Thanks for getting back to me,

On 09/12/2019 16:37, Mark Brown wrote:
> On Fri, Dec 06, 2019 at 04:38:04PM +0000, Kieran Bingham wrote:
> 
>> The MAX9286 also exposes 2 GPIO pins, as such I have configured the
>> MAX9286 driver [1] to expose a gpio-chip [2].
> 
> So this seems like a MFD then?  The nice thing about using the MFD
> subsystem is that it means that the drivers for the various subsystems
> on the device can instantiate in any order and defer separately without
> interfering with each other which seems like it's the issue here.

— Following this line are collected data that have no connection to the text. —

use mongodb::bson::oid::ObjectId;
use serde::{Deserialize, Serialize};

use super::Entity;
use crate::utils::{serialize_object_id, serialize_reference};

/// A screening of a movie at a theater. `movie_id` and `theater_id` are
/// checked when the show is created and never again.
#[derive(Debug, Serialize, Deserialize, Clone)]
pub struct Show {
    #[serde(rename = "_id", skip_serializing_if = "Option::is_none")]
    pub id: Option<ObjectId>,
    pub movie_id: ObjectId,
    pub theater_id: ObjectId,
    #[serde(default)]
    pub show_timing: Vec<String>,
    #[serde(default)]
    pub category: Vec<String>,
    #[serde(default)]
    pub dates: Vec<String>,
}

impl Entity for Show {
    const COLLECTION: &'static str = "show";
}

#[derive(Debug, Deserialize)]
pub struct NewShow {
    pub movie_id: Option<String>,
    pub theater_id: Option<String>,
    pub show_timing: Option<Vec<String>>,
    pub category: Option<Vec<String>>,
    pub dates: Option<Vec<String>>,
}

#[derive(Debug, Serialize, Deserialize, Default)]
pub struct ShowUpdate {
    pub movie_id: Option<String>,
    pub theater_id: Option<String>,
    pub show_timing: Option<Vec<String>>,
    pub category: Option<Vec<String>>,
    pub dates: Option<Vec<String>>,
}

#[derive(Debug, Serialize)]
pub struct ShowSummary {
    #[serde(rename = "_id", serialize_with = "serialize_object_id")]
    pub id: Option<ObjectId>,
    #[serde(serialize_with = "serialize_reference")]
    pub movie_id: ObjectId,
    #[serde(serialize_with = "serialize_reference")]
    pub theater_id: ObjectId,
    pub show_timing: Vec<String>,
    pub category: Vec<String>,
    pub dates: Vec<String>,
}

impl From<Show> for ShowSummary {
    fn from(show: Show) -> Self {
        Self {
            id: show.id,
            movie_id: show.movie_id,
            theater_id: show.theater_id,
            show_timing: show.show_timing,
            category: show.category,
            dates: show.dates,
        }
    }
}

#[derive(Debug, Serialize)]
pub struct ShowDetail {
    #[serde(serialize_with = "serialize_object_id")]
    pub id: Option<ObjectId>,
    #[serde(serialize_with = "serialize_reference")]
    pub movie_id: ObjectId,
    #[serde(serialize_with = "serialize_reference")]
    pub theater_id: ObjectId,
    pub show_timing: Vec<String>,
    pub category: Vec<String>,
    pub dates: Vec<String>,
}

impl From<Show> for ShowDetail {
    fn from(show: Show) -> Self {
        Self {
            id: show.id,
            movie_id: show.movie_id,
            theater_id: show.theater_id,
            show_timing: show.show_timing,
            category: show.category,
            dates: show.dates,
        }
    }
}
use std::sync::Arc;

use anyhow::Context;
use clap::Parser;
use tracing::{info, warn};
use tracing_subscriber::{layer::SubscriberExt, util::SubscriberInitExt};

use easybook_api::{
    config::Config,
    password::PasswordHasher,
    store::{DocumentStore, InMemoryStore, MongoStore},
    AppState,
};

#[tokio::main]
async fn main() -> anyhow::Result<()> {
    dotenvy::dotenv().ok();
    let config = Config::parse();

    tracing_subscriber::registry()
        .with(
            tracing_subscriber::EnvFilter::try_from_default_env()
                .unwrap_or_else(|_| "easybook_api=info,tower_http=info".into()),
        )
        .with(tracing_subscriber::fmt::layer())
        .init();

    let store: Arc<dyn DocumentStore> = if config.in_memory {
        warn!("using the in-memory store; data is lost on exit");
        Arc::new(InMemoryStore::new())
    } else {
        let uri = config
            .mongodb_uri
            .as_deref()
            .context("MONGODB_URI is required unless --in-memory is set")?;
        let store = MongoStore::connect(uri, &config.database)
            .await
            .context("failed to configure MongoDB client")?;
        store
            .ping()
            .await
            .with_context(|| format!("failed to reach MongoDB database {}", config.database))?;
        info!(database = %config.database, "connected to MongoDB");
        Arc::new(store)
    };

    let state = AppState::new(store, PasswordHasher::new(config.bcrypt_cost))
        .with_strict_login_status(config.strict_login_status);
    let app = easybook_api::router(state, &config.static_dir, config.allowed_origin()?);

    let addr = config.socket_addr()?;
    let listener = tokio::net::TcpListener::bind(addr)
        .await
        .with_context(|| format!("failed to bind {addr}"))?;
    info!(%addr, static_dir = %config.static_dir.display(), "listening");

    axum::serve(listener, app).await.context("server error")?;
    Ok(())
}
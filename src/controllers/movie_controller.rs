use axum::{
    extract::{Extension, Path},
    response::Json,
};
use mongodb::bson::{doc, Document};
use serde_json::{json, Value};
use tracing::info;

use crate::errors::{AppError, AppJson, AppQuery, AppResult};
use crate::models::movie_model::{Movie, MovieDetail, MovieSummary, MovieUpdate, NewMovie};
use crate::models::pagination::{ListDefaults, ListQuery};
use crate::state::AppState;
use crate::store::Update;
use crate::utils::{parse_date, parse_object_id, set_document};

const MOVIE_LISTING: ListDefaults = ListDefaults {
    sort_by: Some("title"),
    limit: Some(10),
};

fn movie_not_found(id: &str) -> AppError {
    AppError::not_found(format!("Movie not found with ID {id}"))
}

pub async fn load_movies(
    Extension(state): Extension<AppState>,
    AppQuery(list): AppQuery<ListQuery>,
) -> AppResult<Json<Vec<MovieSummary>>> {
    let mut filter = Document::new();
    if let Some(language) = &list.language {
        filter.insert("language", language.as_str());
    }
    let query = list.to_find_query(filter, MOVIE_LISTING)?;

    let movies = state.collection::<Movie>().find(query).await?;
    Ok(Json(movies.into_iter().map(MovieSummary::from).collect()))
}

pub async fn load_movie(
    Extension(state): Extension<AppState>,
    Path(id_str): Path<String>,
) -> AppResult<Json<MovieDetail>> {
    let movie_id = parse_object_id(&id_str)?;

    match state.collection::<Movie>().find_by_id(movie_id).await? {
        Some(movie) => Ok(Json(MovieDetail::from(movie))),
        None => Err(movie_not_found(&id_str)),
    }
}

pub async fn add_movie(
    Extension(state): Extension<AppState>,
    AppJson(movie): AppJson<NewMovie>,
) -> AppResult<Json<Value>> {
    let Some(title) = movie.title else {
        return Err(AppError::bad_request("Title is a required field"));
    };
    let release_date = movie.release_date.as_deref().map(parse_date).transpose()?;

    let new_movie = Movie {
        id: None,
        title,
        description: movie.description,
        duration: movie.duration,
        genre: movie.genre,
        language: movie.language,
        release_date,
        image_cover: movie.image_cover,
        rating: movie.rating,
    };
    let movie_id = state.collection::<Movie>().insert(&new_movie).await?;
    info!(%movie_id, title = %new_movie.title, "movie created");

    Ok(Json(json!({
        "message": "Movie created successfully",
        "movie_id": movie_id.to_hex(),
    })))
}

pub async fn update_movie(
    Extension(state): Extension<AppState>,
    Path(id_str): Path<String>,
    AppJson(update_data): AppJson<MovieUpdate>,
) -> AppResult<Json<Value>> {
    let movie_id = parse_object_id(&id_str)?;
    let update_data = update_data.resolve_image_alias();
    let movies = state.collection::<Movie>();

    if movies.find_by_id(movie_id).await?.is_none() {
        return Err(movie_not_found(&id_str));
    }

    let mut update_doc = set_document(&update_data)?;
    if let Some(release_date) = update_data.release_date.as_deref() {
        update_doc.insert("release_date", parse_date(release_date)?);
    }
    movies.update_by_id(movie_id, Update::Set(update_doc)).await?;

    Ok(Json(json!({
        "message": "Movie updated successfully",
        "movie_id": id_str,
    })))
}

pub async fn delete_movie(
    Extension(state): Extension<AppState>,
    Path(id_str): Path<String>,
) -> AppResult<Json<Value>> {
    let movie_id = parse_object_id(&id_str)?;

    // Shows keep their reference; nothing cascades.
    if state.collection::<Movie>().delete_by_id(movie_id).await? == 0 {
        return Err(movie_not_found(&id_str));
    }
    info!(%movie_id, "movie deleted");

    Ok(Json(json!({
        "message": format!("Movie deleted successfully with ID {id_str}"),
    })))
}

Well that's part of the problem... the V4L2 async framework can not
currently support the device performing a probe-defer at all, so it
*will* fail later (and crash currently).

I hope we can fix this sometime - but it's a recurring pain point it
seems. Unless it's just our video-capture driver, I'll have to dig
deeper here, and check with Niklas.


>>  - is there anything I can do here within regulator_dev_lookup() to
>>    attempt creating the regulator_dev 'on-demand' when
>>    of_find_regulator_by_node(node) returns empty? (or is that crazy, and
>>    just a rabbit-hole?)
> 
> This seems like a terrible idea, you'll have a half baked regulator in
> the system which will need special casing all over the place and
> doubtless be an ongoing source of bugs.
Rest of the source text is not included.